Oligodeoxynucleotides [ 11a−i : d(T 6 XT 6 )] incorporating various N ‐acyldeoxycytidine derivatives (X) have been synthesized through use of a new DBU‐labile 4,5‐dichlorophthaloyl linker on polymer supports. The hybridization capabilities of these oligonucleotides with the complementary d(A 6 GA 6 ) were examined with the aid of T m experiments. It turned out that the T m values of DNA duplexes decreased significantly with an increase in the number of the methylene groups in the aliphatic acyl group introduced into one strand of the DNA duplex.
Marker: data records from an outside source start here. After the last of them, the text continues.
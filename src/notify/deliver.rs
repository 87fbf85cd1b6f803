//! Notification delivery - resolving identities and posting messages
//!
//! Every failure here is logged and replaced by a fallback: a missing
//! email hides the mention, an unknown Slack user routes to the fallback
//! channel, and a failed post does not stop the remaining posts.

use crate::config::JobConfig;
use crate::notify::plan::{
    SummaryLine, UnroutedAssignee, group_by_assignee, render_batch, render_merge_request,
    render_summary, sort_summaries,
};
use crate::notify::RecipientBatches;
use crate::platform::{ChatService, HostingService};
use crate::types::{AssigneeSummary, MergeRequest, Recipient};
use chrono::{DateTime, Utc};
use tracing::{debug, info, warn};

/// Outcome of the per-recipient fan-out
#[derive(Debug, Clone, Default, PartialEq, Eq)]
pub struct DeliveryReport {
    /// Recipients with at least one message
    pub recipients: usize,
    /// Messages posted successfully
    pub sent: usize,
    /// Messages that failed to post
    pub failed: usize,
}

async fn fetch_email(hosting: &dyn HostingService, user_id: u64) -> Option<String> {
    match hosting.get_user_email(user_id).await {
        Ok(email) => email,
        Err(e) => {
            warn!(user_id, error = %e, "failed to get GitLab user email");
            None
        }
    }
}

/// Group MRs by assignee, resolve each assignee's email once, and sort
pub async fn build_summaries(
    merge_requests: &[MergeRequest],
    hosting: &dyn HostingService,
) -> Vec<AssigneeSummary> {
    let mut summaries = Vec::new();
    for group in group_by_assignee(merge_requests) {
        debug!(
            assignee = %group.key,
            merge_requests = group.merge_request_ids.len(),
            "summarizing assignee"
        );
        let email = match group.assignee.as_ref() {
            Some(assignee) => fetch_email(hosting, assignee.id).await,
            None => None,
        };
        summaries.push(group.into_summary(email));
    }
    sort_summaries(&mut summaries);
    summaries
}

/// Text identifying the assignee in the summary
///
/// Internal emails become a Slack mention. Otherwise, or when the lookup
/// fails, the raw email (or username when no email is known) is shown.
pub async fn resolve_mention(
    summary: &AssigneeSummary,
    config: &JobConfig,
    chat: &dyn ChatService,
) -> String {
    let Some(email) = summary.email.as_deref() else {
        return summary.username.clone();
    };
    if !config.is_internal_email(email) {
        return email.to_string();
    }

    match chat.lookup_user_by_email(email).await {
        Ok(user_id) => format!("<@{user_id}>"),
        Err(e) => {
            warn!(email, error = %e, "failed to create Slack mention");
            email.to_string()
        }
    }
}

/// Build and post the channel summary
///
/// Returns whether the summary was posted.
pub async fn send_summary(
    merge_requests: &[MergeRequest],
    config: &JobConfig,
    hosting: &dyn HostingService,
    chat: &dyn ChatService,
) -> bool {
    let summaries = build_summaries(merge_requests, hosting).await;

    let mut lines = Vec::with_capacity(summaries.len());
    for summary in &summaries {
        let mention = resolve_mention(summary, config, chat).await;
        lines.push(SummaryLine::new(summary, mention, config));
    }
    let message = render_summary(merge_requests.len(), config.stale_days, &lines);

    match chat.post_message(&config.fallback_channel, &message).await {
        Ok(()) => {
            info!(channel = %config.fallback_channel, assignees = lines.len(), "sent summary");
            true
        }
        Err(e) => {
            warn!(channel = %config.fallback_channel, error = %e, "failed to send summary");
            false
        }
    }
}

/// Decide where an MR's notification goes
///
/// Returns the recipient and the assignee email used to decide.
pub async fn route_merge_request(
    mr: &MergeRequest,
    config: &JobConfig,
    hosting: &dyn HostingService,
    chat: &dyn ChatService,
) -> (Recipient, Option<String>) {
    let Some(assignee) = mr.assignee.as_ref() else {
        warn!(mr = %mr.reference(), "MR has no assignee");
        return (Recipient::Fallback, None);
    };

    let Some(email) = fetch_email(hosting, assignee.id).await else {
        warn!(assignee_id = assignee.id, "couldn't get email for assignee");
        return (Recipient::Fallback, None);
    };
    if !config.is_internal_email(&email) {
        info!(email = %email, "email domain not in allowed list");
        return (Recipient::Fallback, Some(email));
    }

    match chat.lookup_user_by_email(&email).await {
        Ok(user_id) => (Recipient::User(user_id), Some(email)),
        Err(e) => {
            if e.is_not_found() {
                warn!(email = %email, "no Slack user with this email");
            } else {
                warn!(email = %email, error = %e, "failed to find Slack user for direct message");
            }
            (Recipient::Fallback, Some(email))
        }
    }
}

/// Route and render every MR into per-recipient batches
pub async fn plan_individual_messages(
    merge_requests: &[MergeRequest],
    config: &JobConfig,
    hosting: &dyn HostingService,
    chat: &dyn ChatService,
    now: DateTime<Utc>,
) -> RecipientBatches {
    let mut batches = RecipientBatches::new();
    for mr in merge_requests {
        let (recipient, email) = route_merge_request(mr, config, hosting, chat).await;
        let unrouted = (recipient == Recipient::Fallback)
            .then(|| UnroutedAssignee::for_merge_request(mr, email));
        let message = render_merge_request(mr, now, unrouted.as_ref());
        batches.insert(recipient, message);
    }
    batches
}

/// Send one message per recipient
pub async fn send_individual_messages(
    merge_requests: &[MergeRequest],
    config: &JobConfig,
    hosting: &dyn HostingService,
    chat: &dyn ChatService,
    now: DateTime<Utc>,
) -> DeliveryReport {
    let batches = plan_individual_messages(merge_requests, config, hosting, chat, now).await;
    let mut report = DeliveryReport {
        recipients: batches.len(),
        ..DeliveryReport::default()
    };

    for (recipient, messages) in batches.iter() {
        let text = render_batch(recipient, messages, config.stale_days);
        let channel = recipient.channel(&config.fallback_channel);
        info!(%recipient, merge_requests = messages.len(), "sending stale MR message");

        match chat.post_message(channel, &text).await {
            Ok(()) => {
                info!(%recipient, "sent stale MR message");
                report.sent += 1;
            }
            Err(e) => {
                warn!(%recipient, error = %e, "failed to send stale MR message");
                report.failed += 1;
            }
        }
    }

    report
}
Ab initio MO calculations and 1 H NMR analysis suggested that the acyl groups in the tested derivatives were oriented in a manner that made the formation of conventional Watson−Crick‐type (W−C‐type) base pairs with the guanine residue possible, with the help of an intramolecular hydrogen bond between the amide carbonyl oxygen atom and the 5‐vinyl proton of the N ‐acylcytosine residue. Moreover, all the aromatic N ‐acyl groups were found markedly to decrease the thermal stability of the DNA duplexes. Ab initio calculations suggested that the base pairs formed between 4‐ N ‐acyl‐1‐methylcytosine derivatives and 9‐methylguanine have wholly planar structures as their most stable geometries. Detailed studies of the hydrogen‐bond energy of the modified base pairs also suggested that the electronic repulsion between the heteroatom of the acyl group of X and the guanine residue resulted in significant destabilization of the X‐G base pair and that the hydrogen‐bond network structure of water molecules around the major groove of the DNA duplex is a key factor in the stabilization of DNA duplexes.